First, the researchers treated cells in dishes with either the single components — baclofen, naltrexone, or sorbitol — combinations of two, or all three (i.e., PXT3003). While none of the single components or the combinations of two significantly affected myelination, the combination of all three led to a significant increase (24.6%) in myelination.

The researchers then turned to a rat model of CMT1A, which were treated with PXT3003 or with combinations of two of its components for three months. Then, motor and behavioral assessments were performed.

Of note, only male rats were used in the animal studies to minimize sex-related variability that could muddy motor data (i.e., body weight). However, the researchers wrote, previous research has indicated there are no disease-relevant differences between sexes in this rat model of CMT1A, so the results should be applicable across sexes.

Mirroring the cell results, rats treated with PXT3003 had significant improvements in motor parameters (e.g., grip strength) and behavioral tests, compared to rats treated with only two of the components.

“Generally, none of the corresponding two‐drug combinations significantly improved muscle weakness in CMT1A rats … and importantly [the rats] remained significantly weaker compared to [PXT3003]-treated rats,” the researchers wrote.
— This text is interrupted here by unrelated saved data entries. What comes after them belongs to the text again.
use std::sync::{Mutex, OnceLock};

fn default_status() -> String {
    "VR: idle (render thread not started)".to_string()
}

static VR_STATUS: OnceLock<Mutex<String>> = OnceLock::new();

fn status_cell() -> &'static Mutex<String> {
    VR_STATUS.get_or_init(|| Mutex::new(default_status()))
}

/// Last reported lifecycle status of the VR subsystem.
pub fn vr_status() -> String {
    match status_cell().lock() {
        Ok(guard) => guard.clone(),
        Err(poisoned) => poisoned.into_inner().clone(),
    }
}

pub fn set_vr_status(status: impl Into<String>) {
    let mut guard = match status_cell().lock() {
        Ok(guard) => guard,
        Err(poisoned) => poisoned.into_inner(),
    };
    *guard = status.into();
}
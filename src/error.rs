use std::path::PathBuf;
use thiserror::Error;

#[derive(Error, Debug)]
pub enum PlacerError {
    #[error("package type '{type_name}' is not supported")]
    UnsupportedType { type_name: String },

    #[error("family '{family}' does not recognize location '{location}'")]
    UnrecognizedLocation { family: String, location: String },

    #[error("package is not installed: {package}")]
    NotInstalled { package: String },

    #[error("failed to place artifact at '{path}': {cause}")]
    PlacementFailed { path: PathBuf, cause: anyhow::Error },

    #[error("failed to delete '{path}'")]
    DeletionFailed { path: PathBuf },
}

pub type Result<T> = std::result::Result<T, PlacerError>;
These findings suggest that the components of PXT3003 act synergistically — that is, there are effects seen with the combination that are not seen with the individual components alone.

Although improvements to motor function were observed in the rats, the researchers found no evidence of widespread improvements in myelination or nerve function. While some improvements were detected, most were small or were not reproduced between different experiments.

“In the present study regimen, PXT3003 treatment resulted in a profound improvement of motor and sensory functions, in the absence of major effects on myelin thickness and intermodal length,” the researchers wrote. While it is possible that myelination effects could be seen under other settings (e.g., longer or earlier treatment), this finding suggested alternative mechanisms of action.

Nerves communicate with muscles using chemical signals. The place where these signals are exchanged is called the neuromuscular junction (NMJ). Compared to healthy rats, the CMT1A rats had significantly smaller NMJs (87.1 vs. 97.7 micrometers), and their NMJs were much more dense (155 vs. 89 per cm²).

Treatment with PXT3003 increased NMJ size (101.3 micrometers) and reduced density (92 per cm²) to within normal ranges. PXT3003 treatment also significantly reduced the proportion of muscle cells undergoing nerve-related atrophy (17.1% vs. 9.4%).

“Thus, the function of NMJ seems to play a decisive role in the development of motor strength in CMT1A which appears uncoupled from the degree of peripheral nerve myelination and which may constitute a new pharmacological target for PXT3003 therapy in adult animals,” the researchers concluded.